Это было прямое и недвусмысленное предложение переходить к делу, и Георгий понял, что не ошибся в выборе тактики. Он кратко и со всей возможной убедительностью изложил суть своего предложения и замолчал, выжидательно глядя на собеседника.

Тот снова почесал бровь и на некоторое время впал в задумчивость.
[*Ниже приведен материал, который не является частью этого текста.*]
impl<S, G, R> Lifecycle<S, G, R>
where
    S: PolicyStore + Send + Sync,
    G: GeneratorConnector + Send + Sync,
    R: PdfRenderer + Send + Sync,
{
    pub fn new(store: Arc<S>, generator: Arc<G>, renderer: Arc<R>, parent_logo_url: impl Into<String>) -> Self {
        Self { store, generator, renderer, parent_logo_url: parent_logo_url.into() }
    }

    /// Initialises (or refreshes) a policy from a template: asks the external
    /// generator for a starter document and upserts the OrgPolicy row. Does
    /// NOT create a version; that is [`Self::create_initial`]'s job. A
    /// generator failure aborts before anything is written.
    pub async fn initialise(&self, req: InitialiseRequest) -> Result<Initialised, LifecycleError> {
        let organization =
            self.store.get_organization(req.organization_id).await.map_err(|e| lift(e, LifecycleError::OrganizationNotFound(req.organization_id)))?;
        let template = self
            .store
            .get_policy_template(req.policy_template_id)
            .await
            .map_err(|e| lift(e, LifecycleError::TemplateNotFound(req.policy_template_id)))?;
        if template.title.trim().is_empty() {
            return Err(LifecycleError::Validation("Policy template title is required but missing or empty".into()));
        }

        let spec = GenerationSpec {
            template_html: template.template_html.clone(),
            template_title: template.title.clone(),
            department: req.department.clone(),
            category: req.category.clone(),
            organization_name: organization.name.clone(),
        };
        let html = self.generator.generate(&spec).await?;

        let workforce_assignment = req.workforce_assignment.unwrap_or_default();
        let defaults = OrgPolicyDefaults {
            policy_type: PolicyType::ExistingPolicy,
            current_template_html: html,
            department: req.department,
            category: req.category,
            workforce_assignments: json!({ "assignments": workforce_assignment }),
        };
        let (org_policy, created) = self
            .store
            .upsert_org_policy(req.organization_id, template.title.clone(), defaults)
            .await
            .map_err(|e| lift(e, LifecycleError::OrganizationNotFound(req.organization_id)))?;

        info!("Initialised policy '{}' for organization {} (created: {created})", template.title, req.organization_id);
        Ok(Initialised {
            org_policy_id: org_policy.id,
            created,
            title: template.title,
            version: req.version.unwrap_or_else(|| "1".into()),
            workforce_assignment,
        })
    }

    /// Creates the first version of an initialised policy: a full-text
    /// checkpoint at position 1, numbered `1.0`, with a delta from the empty
    /// document so the replay convention holds from the very start.
    pub async fn create_initial(&self, req: CreateInitialRequest) -> Result<CreatedVersion, LifecycleError> {
        let org_policy = self.store.get_org_policy(req.org_policy_id).await.map_err(|e| lift(e, LifecycleError::PolicyNotFound(req.org_policy_id)))?;
        if let Some(approver) = req.approver_id {
            if !self.store.employee_exists(approver).await.map_err(LifecycleError::Storage)? {
                return Err(LifecycleError::ApproverNotFound(approver));
            }
        }

        let provided = req.html_content.is_some();
        let html = req.html_content.unwrap_or(org_policy.current_template_html);
        let expired_at = req.expired_at;
        let approver_id = req.approver_id;
        let html_for_plan = html.clone();
        let committed = self
            .store
            .append_version(req.org_policy_id, move |versions| {
                if !versions.is_empty() {
                    return Err(PolicyDataError::Invalid("Policy already has versions; use update instead".into()));
                }
                let delta = linediff::compute("", &html_for_plan);
                Ok(VersionPlan {
                    version: VersionNumber::new(1, 0),
                    new_html: html_for_plan.clone(),
                    diff_data: delta.to_value(),
                    checkpoint_template: Some(html_for_plan),
                    status: VersionStatus::Draft,
                    expired_at,
                    approver_id,
                    workforce_assignments: None,
                })
            })
            .await
            .map_err(|e| lift(e, LifecycleError::PolicyNotFound(req.org_policy_id)))?;

        info!("Created initial version 1.0 for policy {} (checkpoint)", req.org_policy_id);
        Ok(CreatedVersion {
            org_policy_id: req.org_policy_id,
            policy_version_id: committed.version.id,
            version: committed.version.version.to_string(),
            checkpoint_source: if provided { "provided_html" } else { "org_policy_template" },
            changes_count: changes_count(&committed),
            approver_id: req.approver_id,
        })
    }

    /// Appends a new version holding the delta from its predecessor.
    ///
    /// Version assignment, the expiry-triggered major bump, checkpoint
    /// placement and the base reconstruction all happen inside the store's
    /// write transaction, so two concurrent updates of the same policy cannot
    /// observe the same position or produce duplicate version numbers.
    pub async fn update(&self, req: UpdateRequest) -> Result<UpdatedVersion, LifecycleError> {
        if req.html_content.is_empty() {
            return Err(LifecycleError::Validation("html_content is required".into()));
        }
        self.store.get_org_policy(req.org_policy_id).await.map_err(|e| lift(e, LifecycleError::PolicyNotFound(req.org_policy_id)))?;
        if !self.store.employee_exists(req.approver_id).await.map_err(LifecycleError::Storage)? {
            return Err(LifecycleError::ApproverNotFound(req.approver_id));
        }

        let new_html = req.html_content;
        let provided_version = req.version;
        let expired_at = req.expired_at;
        let approver_id = req.approver_id;
        let workforce_assignment = req.workforce_assignment;
        let today = Utc::now().date_naive();
        let committed = self
            .store
            .append_version(req.org_policy_id, move |versions| {
                let position = versions.len() + 1;
                let assigned = assign_version(provided_version.as_deref(), versions.last(), today);
                if versions.iter().any(|v| v.version == assigned) {
                    return Err(PolicyDataError::Invalid(format!("Version {assigned} already exists for this policy")));
                }

                // The delta is stored against the immediate predecessor, which
                // is exactly what a forward replay reapplies.
                let old_html = match history::reconstruct(versions, None) {
                    Ok(rec) => rec.html,
                    Err(HistoryError::NoVersions) => String::new(),
                    Err(err) => return Err(PolicyDataError::GeneralError(err.to_string())),
                };
                let delta = linediff::compute(&old_html, &new_html);
                debug!("Computed delta with {} change(s) for position {position}", delta.changes.len());

                let is_checkpoint = history::checkpoint_due(position);
                Ok(VersionPlan {
                    version: assigned,
                    new_html: new_html.clone(),
                    diff_data: delta.to_value(),
                    checkpoint_template: is_checkpoint.then(|| new_html.clone()),
                    status: VersionStatus::Draft,
                    expired_at,
                    approver_id: Some(approver_id),
                    workforce_assignments: Some(json!({ "assignments": workforce_assignment })),
                })
            })
            .await
            .map_err(|e| lift(e, LifecycleError::PolicyNotFound(req.org_policy_id)))?;

        info!(
            "Appended version {} at position {} for policy {}{}",
            committed.version.version,
            committed.position,
            req.org_policy_id,
            if committed.version.is_checkpoint() { " (checkpoint)" } else { "" },
        );
        Ok(UpdatedVersion {
            org_policy_id: req.org_policy_id,
            policy_version_id: committed.version.id,
            version: committed.version.version.to_string(),
            position: committed.position,
            is_checkpoint: committed.version.is_checkpoint(),
            checkpoint_saved: committed.version.is_checkpoint(),
            changes_count: changes_count(&committed),
        })
    }

    /// Reconstructs the HTML of one version (the newest when unspecified) and
    /// returns it with the version's metadata.
    pub async fn read(&self, req: ReadRequest) -> Result<PolicyDocument, LifecycleError> {
        let org_policy = self.store.get_org_policy(req.org_policy_id).await.map_err(|e| lift(e, LifecycleError::PolicyNotFound(req.org_policy_id)))?;
        let versions = self.store.list_versions(req.org_policy_id).await.map_err(LifecycleError::Storage)?;

        let target = match &req.version {
            Some(raw) => {
                Some(VersionNumber::parse_loose(raw).ok_or_else(|| LifecycleError::Validation(format!("Invalid version format: '{raw}'")))?)
            },
            None => None,
        };
        let rec = history::reconstruct(&versions, target).map_err(|err| match err {
            HistoryError::NoVersions => LifecycleError::NoVersions,
            HistoryError::VersionNotFound(v) => LifecycleError::VersionNotFound(v),
        })?;
        let row = versions
            .iter()
            .find(|v| v.version == rec.version)
            .ok_or_else(|| LifecycleError::Storage(PolicyDataError::GeneralError("reconstructed version disappeared from history".into())))?;

        Ok(PolicyDocument {
            org_policy_id: org_policy.id,
            organization_id: req.organization_id,
            title: org_policy.title,
            version: rec.version.to_string(),
            html: rec.html,
            status: row.status,
            created_at: row.created_at,
            reconstruction_method: rec.method.as_str(),
        })
    }

    /// As [`Self::read`], but wraps the document in the branded header and
    /// hands it to the PDF converter.
    pub async fn download(&self, req: DownloadRequest) -> Result<PdfExport, LifecycleError> {
        let organization_logo = match self.store.get_organization(req.organization_id).await {
            Ok(org) => org.export_logo(),
            // An unknown organization still gets its document, just unbranded.
            Err(PolicyDataError::NotFound) => String::new(),
            Err(err) => return Err(LifecycleError::Storage(err)),
        };

        let document = self
            .read(ReadRequest { org_policy_id: req.org_policy_id, version: Some(req.version), organization_id: Some(req.organization_id) })
            .await?;

        let wrapped = render::wrap_branded(&document.html, &organization_logo, &self.parent_logo_url);
        let pdf = self.renderer.render(&wrapped).await?;
        info!("Rendered version {} of policy {} to {} PDF bytes", document.version, req.org_policy_id, pdf.len());

        Ok(PdfExport {
            org_policy_id: req.org_policy_id,
            organization_id: req.organization_id,
            title: document.title,
            version: document.version,
            status: document.status,
            created_at: document.created_at,
            pdf,
        })
    }

    /// Drives the status state machine for one version. Publishing moves the
    /// `is_current` marker atomically.
    pub async fn transition(&self, req: TransitionRequest) -> Result<Transitioned, LifecycleError> {
        self.store.get_org_policy(req.org_policy_id).await.map_err(|e| lift(e, LifecycleError::PolicyNotFound(req.org_policy_id)))?;
        let target = VersionNumber::parse_loose(&req.version)
            .ok_or_else(|| LifecycleError::Validation(format!("Invalid version format: '{}'", req.version)))?;
        let updated = self
            .store
            .set_version_status(req.org_policy_id, target, req.status)
            .await
            .map_err(|e| lift(e, LifecycleError::VersionNotFound(target.to_string())))?;

        info!("Version {} of policy {} is now {}", updated.version, req.org_policy_id, updated.status.as_str());
        Ok(Transitioned {
            org_policy_id: req.org_policy_id,
            version: updated.version.to_string(),
            status: updated.status,
            is_current: updated.is_current,
            published_at: updated.published_at,
        })
    }
}

/// Number of change records a committed version's delta carries.
fn changes_count(committed: &CommittedVersion) -> usize {
    committed.version.diff_data.get("changes").and_then(Value::as_array).map(Vec::len).unwrap_or(0)
}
– Так, – сказал он наконец. – Так-так-так… А ты, я вижу, не в отца… Честно говоря, не ожидал. Но неожиданность приятная. Скажу тебе честно: предложение неожиданное. Интересное, перспективное, но неожиданное. Тут, брат, подумать надо, и крепко подумать. Будем говорить прямо, как старые знакомые. Можно даже сказать, как отец с сыном. Ты мне как сын… – Он оборвал себя, почувствовав, по всей видимости, что заехал куда-то не туда. – Так вот… Без меня тебе это дело не пробить. Ты пришел по правильному адресу, и это, между прочим, дополнительный аргумент в твою пользу. Но мне придется взять на себя очень большую ответственность, так что, я думаю, ты не станешь обижаться, если я не дам тебе ответ прямо сейчас.